What the companies didn’t mention is that the dispute was about to yield fruit for Option: Two days earlier, the European Commission, the EU’s executive arm, had circulated a confidential document proposing to place steep duties on wireless modems shipped from China.
The document, obtained by Real Time Brussels, proposes duties of €32.95 for each of the first 10.7 million modems shipped from China and €59.10 for each modem after that. Those are enormous tariffs for a product that typically costs €20-30.
The duties would have lasted for 200 days - enough time for the commission to complete investigations the two other trade complaints brought by Option and impose duties that could last up to five years.
That may explain why Huawei gave Option such a good deal: Huawei agreed to pay €8 million for M4S, an Option subsidiary that’s developing next-generation mobile broadband technology, and up to €33 million over the next 18 months to license some of Option’s software technology.

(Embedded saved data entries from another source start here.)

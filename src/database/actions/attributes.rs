use std::collections::HashMap;

use crate::{
    error::{Error, QueryError},
    pagination::{Listing, PageRequest},
    schema::{Attribute, AttributeKind, AttributeRow, Id, LinkedAttribute},
};

use sqlx::{PgConnection, PgExecutor, Pool, Postgres};

/// Lists the caller's tags or ingredients in descending name order. With
/// `assigned_only` only rows attached to at least one recipe are returned.
pub async fn list_attributes(
    kind: AttributeKind,
    user_id: Id,
    assigned_only: bool,
    page: PageRequest,
    pool: &Pool<Postgres>,
) -> Result<Listing<Attribute>, Error> {
    let table = kind.table();
    let assigned = if assigned_only {
        format!(
            "AND EXISTS (SELECT 1 FROM {} l WHERE l.{} = a.id)",
            kind.link_table(),
            kind.link_column()
        )
    } else {
        String::new()
    };

    let rows: Vec<AttributeRow> = sqlx::query_as(&format!(
        "SELECT a.id, a.name, COUNT(*) OVER() AS count FROM {table} a WHERE a.user_id = $1 {assigned} ORDER BY a.name DESC, a.id DESC LIMIT $2 OFFSET $3"
    ))
    .bind(user_id)
    .bind(page.limit)
    .bind(page.offset)
    .fetch_all(pool)
    .await
    .map_err(QueryError::from)?;

    let total_count = match rows.first() {
        Some(row) => row.count,
        None if page.past_end(rows.len()) => {
            let total: (i64,) = sqlx::query_as(&format!(
                "SELECT COUNT(*) FROM {table} a WHERE a.user_id = $1 {assigned}"
            ))
            .bind(user_id)
            .fetch_one(pool)
            .await
            .map_err(QueryError::from)?;
            total.0
        }
        None => 0,
    };
    let rows = rows.into_iter().map(Attribute::from).collect();

    Ok(page.listing(rows, total_count))
}

pub async fn get_attribute(
    kind: AttributeKind,
    id: Id,
    user_id: Id,
    pool: &Pool<Postgres>,
) -> Result<Option<Attribute>, Error> {
    let row: Option<Attribute> = sqlx::query_as(&format!(
        "SELECT id, name FROM {} WHERE id = $1 AND user_id = $2",
        kind.table()
    ))
    .bind(id)
    .bind(user_id)
    .fetch_optional(pool)
    .await
    .map_err(QueryError::from)?;

    Ok(row)
}

pub async fn create_attribute<'e, E>(
    kind: AttributeKind,
    user_id: Id,
    name: &str,
    executor: E,
) -> Result<Attribute, Error>
where
    E: PgExecutor<'e>,
{
    let row: Attribute = sqlx::query_as(&format!(
        "INSERT INTO {} (user_id, name) VALUES ($1, $2) RETURNING id, name",
        kind.table()
    ))
    .bind(user_id)
    .bind(name)
    .fetch_one(executor)
    .await
    .map_err(QueryError::from)?;

    Ok(row)
}

pub async fn update_attribute(
    kind: AttributeKind,
    id: Id,
    user_id: Id,
    name: Option<String>,
    pool: &Pool<Postgres>,
) -> Result<Option<Attribute>, Error> {
    let row: Option<Attribute> = sqlx::query_as(&format!(
        "UPDATE {} SET name = COALESCE($1, name) WHERE id = $2 AND user_id = $3 RETURNING id, name",
        kind.table()
    ))
    .bind(name)
    .bind(id)
    .bind(user_id)
    .fetch_optional(pool)
    .await
    .map_err(QueryError::from)?;

    Ok(row)
}

/// Deleting detaches the row from every recipe through the cascade.
pub async fn delete_attribute(
    kind: AttributeKind,
    id: Id,
    user_id: Id,
    pool: &Pool<Postgres>,
) -> Result<bool, Error> {
    let result = sqlx::query(&format!(
        "DELETE FROM {} WHERE id = $1 AND user_id = $2",
        kind.table()
    ))
    .bind(id)
    .bind(user_id)
    .execute(pool)
    .await
    .map_err(QueryError::from)?;

    Ok(result.rows_affected() > 0)
}

pub async fn find_attribute<'e, E>(
    kind: AttributeKind,
    user_id: Id,
    name: &str,
    executor: E,
) -> Result<Option<Id>, Error>
where
    E: PgExecutor<'e>,
{
    let row: Option<(Id,)> = sqlx::query_as(&format!(
        "SELECT id FROM {} WHERE user_id = $1 AND name = $2 ORDER BY id LIMIT 1",
        kind.table()
    ))
    .bind(user_id)
    .bind(name)
    .fetch_optional(executor)
    .await
    .map_err(QueryError::from)?;

    Ok(row.map(|r| r.0))
}

/// Returns the caller's row with this exact name, creating it when missing.
pub async fn get_or_create_attribute(
    kind: AttributeKind,
    user_id: Id,
    name: &str,
    conn: &mut PgConnection,
) -> Result<Id, Error> {
    if let Some(id) = find_attribute(kind, user_id, name, &mut *conn).await? {
        return Ok(id);
    }

    let created = create_attribute(kind, user_id, name, &mut *conn).await?;
    log::debug!("Created {} {:?} for user {user_id}", kind.table(), created.name);

    Ok(created.id)
}

/// Replaces the recipe's tags or ingredients with `names`, resolved against
/// the owner's own rows. An empty list leaves the recipe with none.
pub async fn assign_attributes(
    kind: AttributeKind,
    recipe_id: Id,
    user_id: Id,
    names: &[String],
    conn: &mut PgConnection,
) -> Result<(), Error> {
    let link_table = kind.link_table();
    let link_column = kind.link_column();

    sqlx::query(&format!("DELETE FROM {link_table} WHERE recipe_id = $1"))
        .bind(recipe_id)
        .execute(&mut *conn)
        .await
        .map_err(QueryError::from)?;

    for name in names {
        let attribute_id = get_or_create_attribute(kind, user_id, name, conn).await?;

        sqlx::query(&format!(
            "INSERT INTO {link_table} (recipe_id, {link_column}) VALUES ($1, $2) ON CONFLICT DO NOTHING"
        ))
        .bind(recipe_id)
        .bind(attribute_id)
        .execute(&mut *conn)
        .await
        .map_err(QueryError::from)?;
    }

    log::debug!(
        "Recipe {recipe_id} now has {} {}",
        names.len(),
        kind.field()
    );

    Ok(())
}

/// Attributes of each given recipe, ordered by id.
pub async fn list_recipe_attributes<'e, E>(
    kind: AttributeKind,
    recipe_ids: &[Id],
    executor: E,
) -> Result<HashMap<Id, Vec<Attribute>>, Error>
where
    E: PgExecutor<'e>,
{
    if recipe_ids.is_empty() {
        return Ok(HashMap::new());
    }

    let rows: Vec<LinkedAttribute> = sqlx::query_as(&format!(
        "
        SELECT l.recipe_id AS recipe_id, a.id AS id, a.name AS name
        FROM {} l
        INNER JOIN {} a ON a.id = l.{}
        WHERE l.recipe_id = ANY($1)
        ORDER BY a.id
    ",
        kind.link_table(),
        kind.table(),
        kind.link_column()
    ))
    .bind(recipe_ids)
    .fetch_all(executor)
    .await
    .map_err(QueryError::from)?;

    let mut hashmap: HashMap<Id, Vec<Attribute>> = HashMap::new();
    rows.into_iter().for_each(|x| {
        hashmap.entry(x.recipe_id).or_default().push(Attribute {
            id: x.id,
            name: x.name,
        })
    });

    Ok(hashmap)
}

To put that in perspective, €41 million roughly equaled Option’s market capitalization the day before the deal was announced.
“In the spirit of the future collaboration,” Option said it would drop the three trade complaints it had filed with the commission.
So, Huawei agreed to pay nearly enough to buy Option (judged by its share price) without receiving its main assets, including its headquarters in Leuven, Belgium, a factory in China and a factory in Cork, Ireland.
Unless you consider that these trade complaints may have been among Option’s most valuable assets, at least from Huawei’s perspective. For Huawei, the value of stopping Option’s complaints extends far beyond the market for wireless modems. European labor unions are growing increasingly concerned about Huawei’s penetration of the European market for network infrastructure equipment, which dwarfs the market for wireless modems. If the commission imposes tariffs on one kind of Huawei product, others could be next.